In summary: We noted that the stock market had been ignoring a falling bond market in much the same way as the stock market ignored a falling bond market back in 1987. We further explained that it was not until the Bond market broke below its May lows in September 1987 that all hell broke loose in the stock market and ended up in Black Monday, a one day drop of 22% in the S&P500.
We would like to revisit our hypothesis about a 2007 stock market crash as there have been two noteworthy developments.
Here are updated charts from the above article:

Chart 1 - 2007 crash market stock update (industrials above; bonds below)

Chart 2 - 1987 stock market crash (industrial above; bonds below)

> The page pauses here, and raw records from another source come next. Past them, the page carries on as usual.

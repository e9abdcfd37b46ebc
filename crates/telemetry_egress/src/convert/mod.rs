//! Conversion of captured records into send commands.

mod aggregate;
mod span;

pub use aggregate::{convert_aggregate, point_tags, reconstruct_centroids, UNIT_TAG_KEY};
pub use span::convert_span;

use crate::config::ExporterConfig;
use crate::wire::HistogramGranularity;
use std::collections::{BTreeSet, HashMap};

/// The fixed, per-exporter inputs every conversion needs.
#[derive(Debug, Clone, Default)]
pub struct ConversionContext {
    pub source: String,
    pub app_tags: HashMap<String, String>,
    pub granularities: BTreeSet<HistogramGranularity>,
}

impl ConversionContext {
    pub fn new(source: impl Into<String>, app_tags: HashMap<String, String>) -> Self {
        Self {
            source: source.into(),
            app_tags,
            granularities: BTreeSet::new(),
        }
    }

    pub fn from_config(config: &ExporterConfig) -> Self {
        Self {
            source: config.source.clone(),
            app_tags: config.app_tags.clone(),
            granularities: config.granularities.clone(),
        }
    }
}
//! Telemetry Egress
//!
//! Converts finished trace spans and aggregated metric snapshots into
//! Wavefront-style span, point and histogram records and delivers them to a
//! collector through a pluggable [`Sender`], without ever blocking or failing
//! the instrumentation call path.
//!
//! # Pipeline
//!
//! ```text
//! host ──► Exporter ──► convert_span / convert_aggregate ──► SendCommand
//!                                                              │
//!             SelfHealthMonitor ──(inline)──┐                  ▼
//!                                           └──────────► DispatchEngine ──► Sender
//! ```
//!
//! The dispatch engine bounds in-flight work; on overload commands are dropped
//! and counted, never retried. The counters are reported back as metrics by the
//! [`SelfHealthMonitor`].
//!
//! # Example
//!
//! ```no_run
//! use std::sync::Arc;
//! use telemetry_egress::{CapturedSpan, Exporter, ExporterConfig, SpanId, StdoutSender, TraceId};
//!
//! # async fn run() -> Result<(), telemetry_egress::ExporterError> {
//! let config = ExporterConfig::default()
//!     .with_source("web-01")
//!     .with_app_tag("application", "shop");
//! let exporter = Exporter::new(Arc::new(StdoutSender::new(true)), config)?;
//!
//! let span = CapturedSpan::new("GET /cart", TraceId::from_u128(7), SpanId::from_u64(1), SpanId::INVALID);
//! exporter.export_span(&span);
//! exporter.flush().await;
//! # Ok(())
//! # }
//! ```

mod invariants;

pub mod command;
pub mod config;
pub mod convert;
pub mod counters;
pub mod dispatch;
pub mod encode;
pub mod error;
pub mod exporter;
pub mod model;
pub mod self_health;
pub mod sender;
pub mod wire;

pub use command::{CommandKind, SendCommand};
pub use config::{ApplicationTags, DispatchMode, ExporterConfig};
pub use convert::{convert_aggregate, convert_span, reconstruct_centroids, ConversionContext};
pub use counters::{CounterSnapshot, Counters};
pub use dispatch::DispatchEngine;
pub use error::{DispatchError, ExporterError, SendError};
pub use exporter::Exporter;
pub use model::{
    AggregateRow, Aggregation, Annotation, AttributeValue, CapturedAggregate, CapturedSpan,
    DistributionData, MessageEvent, MessageEventKind, SpanId, SpanKind, SpanStatus, TraceId,
};
pub use self_health::SelfHealthMonitor;
pub use sender::{NullSender, Sender, SenderBoxed, StdoutSender};
pub use wire::{Centroid, DistributionPoint, HistogramGranularity, MetricPoint, SpanLog, SpanTag, WireSpan};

The two items we are referring to both relate to divergences between the current situation and 1987.
Firstly – since mid July the stock market has been in correction mode. Whilst we think there is more to come – probably another 2 months to be exact – we note that this is a divergence in that the stock market only topped out in August 1987 not July as is the case now.
But probably more significant is the extent of the rally in US bonds today (bottom chart 1) as opposed to in 1987 (bottom chart 2). What caused the waterfall in stocks in 1987 was the fact that bonds broke below their May lows in September. The intervening bounce from the May low ended in Mid-June and was approximately 5% higher.
As of today bonds are around 5% higher than their mid-June lows but based on the flight to quality in the credit markets it doesn’t look like the rally is about to reverse any time soon and this will put a floor under stock prices. Although we do note that bonds are approaching stiff overhead resistance (chart 1 bottom - blue line).
As we said in the above article, history doesn’t repeat it merely rhymes. In which case the above minutia may not be significant to the big picture and we may still be on track for a 2007 stock market crash. But for that to become a reality we would need to see Bonds reverse lower and soon! In which case the market value of gold will benefit.
We’re certainly not out of the woods by any stretch of the imagination.